El viaje del elefante, de José Saramago.

Para quienes no hayan leído antes a Saramago, una advertencia: sólo un maestro de la pluma como él puede atreverse a escribir con una estructura tan poco académica y tan desalentadora para el lector. En efecto, son mayoría las páginas en las que no aparece ni un solo punto y aparte, e incluso cuesta encontrar el final de las frases, que se encadenan unas a otras sin ayuda de signos de puntuación; ni tan siquiera observamos rayas cuando asistimos a los numerosos diálogos, y se escatiman las mayúsculas en los nombres propios. También son frecuentes las apostillas o digresiones que rompen la narración para incluir aclaraciones a los términos empleados. Según leo, todo ello es habitual en este autor, aunque para mí se trate de una novedad.

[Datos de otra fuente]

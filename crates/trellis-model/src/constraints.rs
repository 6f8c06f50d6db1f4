//! The constraints engine.
//!
//! A cert binds to exactly the fields and flag bits its issuer selected.
//! The issuer publishes a 48-bit `lockedConfig` bitmap; each model kind maps
//! bitmap positions to field indices and to individual config bits. Hashing
//! walks the selection deterministically, so no re-ordering of fields or
//! flags can produce the same digest from different content.

use trellis_codec::hash_specific_fields;
use trellis_crypto::{ChainHasher, HASH_LEN};

use crate::error::Result;
use crate::fields;
use crate::flags;

/// Per-kind mapping from `lockedConfig` bit positions to model content.
#[derive(Debug, Clone, Copy)]
pub struct ConstraintTable {
    /// `(bitmap bit, field index)` pairs.
    pub field_bits: &'static [(u8, u8)],
    /// `(bitmap bit, config field index, bit within config)` triples,
    /// ascending by bitmap bit.
    pub flag_bits: &'static [(u8, u8, u8)],
}

/// Compute the constraints digest of a packed model.
///
/// 1. Collect the field indices whose bitmap bit is set and digest them with
///    the selected-fields hash (values and presence only).
/// 2. For each selected flag bit, ascending, extend the digest with a single
///    byte carrying that config bit's current value.
pub fn hash_constraints(
    packed: &[u8],
    locked_config: u64,
    table: &ConstraintTable,
    config_value: impl Fn(u8) -> u64,
) -> Result<[u8; HASH_LEN]> {
    let mut field_idxs: Vec<u8> = Vec::new();
    for &(bit, field_index) in table.field_bits {
        if locked_config >> bit & 1 == 1 {
            field_idxs.push(field_index);
        }
    }
    field_idxs.sort_unstable();

    let field_digest = hash_specific_fields(packed, &field_idxs)?;

    let mut chain = ChainHasher::from_digest(field_digest);
    for &(bit, config_index, config_bit) in table.flag_bits {
        if locked_config >> bit & 1 == 1 {
            let value = config_value(config_index) >> config_bit & 1;
            chain.update(&[value as u8]);
        }
    }
    Ok(chain.finalize())
}

// Bitmap layout shared by the node kinds: bits 0..=15 select fields, bits
// 24..=39 select base-config flags, bits 40.. select kind-config flags.

/// First bitmap bit of the base-config flag block.
pub const FLAG_BIT_BASE: u8 = 24;
/// First bitmap bit of the kind-config flag block.
pub const FLAG_BIT_KIND: u8 = 40;

/// Data node constraint mapping.
pub const DATA_NODE_CONSTRAINTS: ConstraintTable = ConstraintTable {
    field_bits: &[
        (0, fields::IDX_OWNER),
        (1, fields::IDX_CREATION_TIME),
        (2, fields::IDX_EXPIRE_TIME),
        (3, fields::IDX_PARENT_ID),
        (4, fields::IDX_REF_ID),
        (5, fields::IDX_REGION),
        (6, fields::IDX_JURISDICTION),
        (7, fields::IDX_CONTENT_TYPE),
        (8, fields::IDX_DATA),
        (9, fields::IDX_BLOB_HASH),
        (10, fields::IDX_BLOB_LENGTH),
    ],
    flag_bits: &[
        (24, fields::IDX_CONFIG, flags::NODE_IS_LEAF),
        (25, fields::IDX_CONFIG, flags::NODE_IS_PUBLIC),
        (26, fields::IDX_CONFIG, flags::NODE_IS_LICENSED),
        (27, fields::IDX_CONFIG, flags::NODE_ALLOW_EMBED),
        (28, fields::IDX_CONFIG, flags::NODE_ALLOW_EMBED_MOVE),
        (29, fields::IDX_CONFIG, flags::NODE_IS_UNIQUE),
        (30, fields::IDX_CONFIG, flags::NODE_BEGIN_RESTRICTIVE_WRITER),
        (31, fields::IDX_CONFIG, flags::NODE_END_RESTRICTIVE_WRITER),
        (32, fields::IDX_CONFIG, flags::NODE_IS_INDESTRUCTIBLE),
        (33, fields::IDX_CONFIG, flags::NODE_HAS_RIGHTS_BY_ASSOCIATION),
        (34, fields::IDX_CONFIG, flags::NODE_DISALLOW_PARENT_LICENSING),
        (35, fields::IDX_CONFIG, flags::NODE_ONLY_OWN_CHILDREN),
        (36, fields::IDX_CONFIG, flags::NODE_DISALLOW_PUBLIC_CHILDREN),
        (37, fields::IDX_CONFIG, flags::NODE_BUBBLE_TRIGGER),
        (40, fields::IDX_DATA_CONFIG, flags::DATA_IS_DESTROY),
        (41, fields::IDX_DATA_CONFIG, flags::DATA_IS_ANNOTATION_EDIT),
        (42, fields::IDX_DATA_CONFIG, flags::DATA_IS_ANNOTATION_REACTION),
    ],
};

/// License node constraint mapping.
pub const LICENSE_NODE_CONSTRAINTS: ConstraintTable = ConstraintTable {
    field_bits: &[
        (0, fields::IDX_OWNER),
        (1, fields::IDX_CREATION_TIME),
        (2, fields::IDX_EXPIRE_TIME),
        (3, fields::IDX_PARENT_ID),
        (4, fields::IDX_REF_ID),
        (5, fields::IDX_REGION),
        (6, fields::IDX_JURISDICTION),
        (7, fields::IDX_TARGET_PUBLIC_KEY),
        (8, fields::IDX_EXTENSIONS),
        (9, fields::IDX_JUMP_PEER_PUBLIC_KEY),
    ],
    flag_bits: &[
        (24, fields::IDX_CONFIG, flags::NODE_IS_LEAF),
        (25, fields::IDX_CONFIG, flags::NODE_IS_PUBLIC),
        (26, fields::IDX_CONFIG, flags::NODE_IS_LICENSED),
        (27, fields::IDX_CONFIG, flags::NODE_ALLOW_EMBED),
        (28, fields::IDX_CONFIG, flags::NODE_ALLOW_EMBED_MOVE),
        (29, fields::IDX_CONFIG, flags::NODE_IS_UNIQUE),
        (
            40,
            fields::IDX_LICENSE_CONFIG,
            flags::LICENSE_ALLOW_TARGET_SEND_PRIVATELY,
        ),
        (
            41,
            fields::IDX_LICENSE_CONFIG,
            flags::LICENSE_DISALLOW_RETRO_LICENSING,
        ),
        (
            42,
            fields::IDX_LICENSE_CONFIG,
            flags::LICENSE_RESTRICTIVE_MODE_WRITER,
        ),
        (
            43,
            fields::IDX_LICENSE_CONFIG,
            flags::LICENSE_RESTRICTIVE_MODE_MANAGER,
        ),
    ],
};

/// Carrier node constraint mapping.
pub const CARRIER_NODE_CONSTRAINTS: ConstraintTable = ConstraintTable {
    field_bits: &[
        (0, fields::IDX_OWNER),
        (1, fields::IDX_CREATION_TIME),
        (2, fields::IDX_EXPIRE_TIME),
        (3, fields::IDX_PARENT_ID),
        (4, fields::IDX_REF_ID),
        (5, fields::IDX_REGION),
        (6, fields::IDX_JURISDICTION),
        (7, fields::IDX_CARRIER_PAYLOAD_TYPE),
    ],
    flag_bits: &[
        (24, fields::IDX_CONFIG, flags::NODE_IS_LEAF),
        (25, fields::IDX_CONFIG, flags::NODE_IS_PUBLIC),
        (26, fields::IDX_CONFIG, flags::NODE_IS_LICENSED),
        (27, fields::IDX_CONFIG, flags::NODE_ALLOW_EMBED),
        (28, fields::IDX_CONFIG, flags::NODE_ALLOW_EMBED_MOVE),
        (29, fields::IDX_CONFIG, flags::NODE_IS_UNIQUE),
    ],
};

/// Cert constraint mapping, shared by the three cert kinds.
pub const CERT_CONSTRAINTS: ConstraintTable = ConstraintTable {
    field_bits: &[
        (0, fields::IDX_OWNER),
        (1, fields::IDX_CREATION_TIME),
        (2, fields::IDX_EXPIRE_TIME),
        (3, fields::IDX_TARGET_TYPE),
        (4, fields::IDX_TARGET_PUBLIC_KEYS),
        (5, fields::IDX_MULTISIG_THRESHOLD),
        (6, fields::IDX_COUNTDOWN),
    ],
    flag_bits: &[(24, fields::IDX_CERT_CONFIG, 0)],
};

Si pese a ello damos nuestro voto de confianza a Saramago, pronto nos veremos obligados a aceptar que la lectura no sólo es posible, sino que resulta grata y entretenida. El viaje del elefante desde Lisboa a Viena resulta ser fuente inagotable de anécdotas, y será inevitable simpatizar con el paquidermo y con el cornaca que lo guía, que pese a su humilde condición demuestra gran inteligencia para salir con bien de cada situación, con ayuda del elefante o sin ella.

Junto a ambos protagonistas, desfilan por las páginas multitud de personajes, que exhibirán peculiares actitudes hacia el animal nunca antes visto (tengamos en cuenta que nos encontramos en el siglo XVI).

Recomendable como cuento y como modo de asomarse a la obra de un Nobel de Literatura.